Parasites are an underrecognized cause of wheezing in cats, particularly those that spend time outdoors. Lungworms (most commonly Aelurostrongylus abstrusus) are roundworms that infect the lower respiratory tract, causing bronchitis or pneumonia. Symptoms range from a mild cough with slightly faster breathing to severe, persistent coughing and respiratory distress. Some infected cats show no symptoms at all.

Lungworm infections are often diagnosed only after antibiotics fail to improve a cat’s cough, since the initial assumption is usually a bacterial infection. Heartworm-associated respiratory disease is another parasitic condition that causes airway inflammation similar to asthma. In fact, during any asthma workup, a good veterinarian will test for parasitic causes because the airway inflammation they produce can look identical under a microscope.

How Your Vet Figures Out the Cause

Expect a physical exam and chest X-rays as the starting point. X-rays can reveal patterns of lung inflammation, fluid around the lungs, an enlarged heart, or signs of pneumonia. If asthma is suspected, the X-rays may show a classic “doughnut” pattern where thickened airways appear as rings.

Beyond imaging, your vet may recommend a fecal test to check for lungworm larvae, a heartworm test, and blood work to look for signs of infection or immune activation. In cases where the diagnosis remains unclear, a procedure called bronchoalveolar lavage collects fluid from deep in the lungs to identify the specific type of inflammation and check for bacteria. This is particularly useful because eosinophilic inflammation (the type seen in asthma) also shows up with parasitic infections, so the two need to be distinguished before starting treatment.
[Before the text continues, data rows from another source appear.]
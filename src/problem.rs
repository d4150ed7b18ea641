//! Structured diagnostics: typed subject references and a user callback
//! (spec §4.2).
//!
//! The reporter never allocates while reporting — every `Problem` is built
//! in place inside a fixed-size, reused buffer, mirroring the original's
//! preallocated `ctx->problem_refs` array. Subject references are `Copy`
//! (ids, or a fixed-capacity interface-name buffer) for the same reason;
//! resolving an id to a human-readable name happens later, in `format`,
//! against a live `Context`.

use std::fmt;

use serde::{Deserialize, Serialize};

use crate::ids::Id;
use crate::{Net, Phys, Virt};

/// Bound on subject refs per problem. The widest diagnostic in the original
/// (`VIRT_DUPATTR`: attr name, two virts, the net) needs four.
pub const MAX_PROBLEM_REFS: usize = 4;

/// `IF_NAMESIZE` on Linux, matching the original's `namebuf` sizing.
pub const IF_NAME_SIZE: usize = 16;

/// A small, `Copy` interface-name buffer — avoids allocating on the
/// diagnostic hot path just to report an interface's name.
#[derive(Debug, Clone, Copy)]
pub struct IfName {
    bytes: [u8; IF_NAME_SIZE],
    len: u8,
}

impl IfName {
    pub fn new(name: &str) -> Self {
        let mut bytes = [0u8; IF_NAME_SIZE];
        let truncated = &name.as_bytes()[..name.len().min(IF_NAME_SIZE)];
        bytes[..truncated.len()].copy_from_slice(truncated);
        IfName {
            bytes,
            len: truncated.len() as u8,
        }
    }

    pub fn as_str(&self) -> &str {
        std::str::from_utf8(&self.bytes[..self.len as usize]).unwrap_or("")
    }
}

impl fmt::Display for IfName {
    fn fmt(&self, f: &mut fmt::Formatter<'_>) -> fmt::Result {
        f.write_str(self.as_str())
    }
}

#[derive(Debug, Clone, Copy, PartialEq, Eq, Serialize, Deserialize)]
pub enum ProblemCode {
    /// A locally explicitly-attached phys has no `iface` attribute set.
    PhysNoAttr,
    /// A virt is connected through a `pa` that was never explicitly attached.
    PhysNotAttached,
    /// Two physicals share the same `ip` attribute.
    PhysDupAttr,
    /// A virt's `connected_if` name could not be resolved to an ifindex.
    VirtNoIf,
    /// Two virts in the same network share a MAC.
    VirtDupAttr,
    /// Two networks share `(nettype, vnet_id)`.
    NetDupId,
    /// Two locally-attached VXLAN networks, one `STATIC_E2E`, collide on UDP port.
    NetBadNetType,
}

impl ProblemCode {
    /// Format template referencing `%o` subject slots, one-to-one with codes.
    pub fn format_template(self) -> &'static str {
        match self {
            ProblemCode::PhysNoAttr => "phys %o is missing attribute %o (network %o)",
            ProblemCode::PhysNotAttached => {
                "virt %o is connected through phys %o on net %o, which was never attached"
            }
            ProblemCode::PhysDupAttr => "phys %o and phys %o share attribute %o",
            ProblemCode::VirtNoIf => "virt %o's interface %o could not be resolved",
            ProblemCode::VirtDupAttr => {
                "virt %o and virt %o in net %o share attribute %o"
            }
            ProblemCode::NetDupId => "net %o and net %o share the same vnet id %o",
            ProblemCode::NetBadNetType => {
                "net %o and net %o use incompatible vxlan switching on the same port"
            }
        }
    }
}

/// A typed reference to whatever the diagnostic is about (spec §3 Problem:
/// `{IF, NET, VIRT, PHYS, ATTR-name, NETID}`; the `END` sentinel from the
/// original's variadic call is replaced by the fixed-size array's length).
#[derive(Debug, Clone, Copy)]
pub enum SubjectRef {
    If(IfName),
    Net(Id<Net>),
    Virt(Id<Virt>),
    Phys(Id<Phys>),
    Attr(&'static str),
    VNetId(u32),
}

#[derive(Debug, Clone, Copy)]
pub struct Problem {
    pub code: ProblemCode,
    refs: [Option<SubjectRef>; MAX_PROBLEM_REFS],
    refs_count: usize,
}

impl Problem {
    fn empty(code: ProblemCode) -> Self {
        Problem {
            code,
            refs: [None; MAX_PROBLEM_REFS],
            refs_count: 0,
        }
    }

    pub fn refs(&self) -> &[Option<SubjectRef>] {
        &self.refs[..self.refs_count]
    }
}

/// Something that can turn a subject ref into readable text, by looking up
/// the live name of whatever object it refers to. `Context` implements
/// this; tests can implement it for a bare name table.
pub trait SubjectNameResolver {
    fn net_name(&self, id: Id<Net>) -> Option<&str>;
    fn virt_name(&self, id: Id<Virt>) -> Option<&str>;
    fn phys_name(&self, id: Id<Phys>) -> Option<&str>;
}

fn format_subject(
    out: &mut impl fmt::Write,
    resolver: &impl SubjectNameResolver,
    subj: &SubjectRef,
) -> fmt::Result {
    match subj {
        SubjectRef::If(name) => write!(out, "{}", name),
        SubjectRef::Net(id) => match resolver.net_name(*id) {
            Some(name) => out.write_str(name),
            None => write!(out, "<net {:?}>", id),
        },
        SubjectRef::Virt(id) => match resolver.virt_name(*id) {
            Some(name) => out.write_str(name),
            None => write!(out, "<virt {:?}>", id),
        },
        SubjectRef::Phys(id) => match resolver.phys_name(*id) {
            Some(name) => out.write_str(name),
            None => write!(out, "<phys {:?}>", id),
        },
        SubjectRef::Attr(name) => out.write_str(name),
        SubjectRef::VNetId(id) => write!(out, "{}", id),
    }
}

/// Substitute each `%o` in the code's template with its stringified subject.
pub fn format(
    out: &mut impl fmt::Write,
    resolver: &impl SubjectNameResolver,
    problem: &Problem,
) -> fmt::Result {
    let mut refs = problem.refs().iter();
    let mut chars = problem.code.format_template().chars().peekable();
    while let Some(c) = chars.next() {
        if c == '%' {
            let marker = chars.next();
            debug_assert_eq!(marker, Some('o'));
            if let Some(Some(subj)) = refs.next() {
                format_subject(out, resolver, subj)?;
            }
        } else {
            out.write_char(c)?;
        }
    }
    Ok(())
}

pub type ProblemCallback<'a> = dyn FnMut(&Problem) + 'a;

/// Owns the reused problem buffer and the running count for the current
/// `validate`/`commit` call (spec §4.2, §5 "owned by the context").
pub struct ProblemReporter {
    count: usize,
}

impl ProblemReporter {
    pub fn new() -> Self {
        ProblemReporter { count: 0 }
    }

    pub fn reset(&mut self) {
        self.count = 0;
    }

    pub fn count(&self) -> usize {
        self.count
    }

    /// Append `refs` into a fresh problem and invoke `cb`. `refs.len()` must
    /// not exceed `MAX_PROBLEM_REFS` — over-reporting is a programming error
    /// in the original too (an unchecked buffer overrun there), so this
    /// asserts rather than silently truncating.
    pub fn report(&mut self, cb: &mut ProblemCallback<'_>, code: ProblemCode, refs: &[SubjectRef]) {
        assert!(
            refs.len() <= MAX_PROBLEM_REFS,
            "over-reported problem refs for {:?}",
            code
        );
        let mut problem = Problem::empty(code);
        for (slot, r) in problem.refs.iter_mut().zip(refs) {
            *slot = Some(*r);
        }
        problem.refs_count = refs.len();
        cb(&problem);
        self.count += 1;
    }
}

impl Default for ProblemReporter {
    fn default() -> Self {
        Self::new()
    }
}

/// Default problem callback: formats the problem and writes it to stderr
/// (matches `lsdn_problem_stderr_handler`).
pub fn stderr_handler(resolver: &impl SubjectNameResolver, problem: &Problem) {
    let mut text = String::new();
    if format(&mut text, resolver, problem).is_ok() {
        eprintln!("{}", text);
    }
}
What You Can Track at Home

One of the most useful things you can do is measure your cat’s resting breathing rate. A healthy cat takes between 15 and 30 breaths per minute while sleeping or resting calmly. To count, wait until your cat is sleeping quietly (not purring), watch the chest rise and fall, and count the number of complete breaths in 30 seconds. Multiply by two. If you consistently get numbers above 30, that’s worth reporting to your vet, even if your cat seems fine otherwise.

Also note when the wheezing happens. Does it occur after exercise, during certain seasons, or after you clean the house? Is it getting more frequent? Does your cat seem to recover quickly, or does the episode leave them exhausted? These details help your vet narrow down causes far more efficiently than a single office visit can.

Signs That Need Immediate Attention

Open-mouth breathing in cats is always an emergency. Unlike dogs, cats breathe exclusively through their nose under normal circumstances. If your cat’s mouth is open while breathing, it means they cannot get enough oxygen through their normal airway. Blue-tinged or pale gums are another red flag, indicating the blood isn’t carrying enough oxygen. Visible heaving of the sides with each breath, extreme lethargy, or collapse all warrant an immediate trip to an emergency vet, not a wait-and-see approach.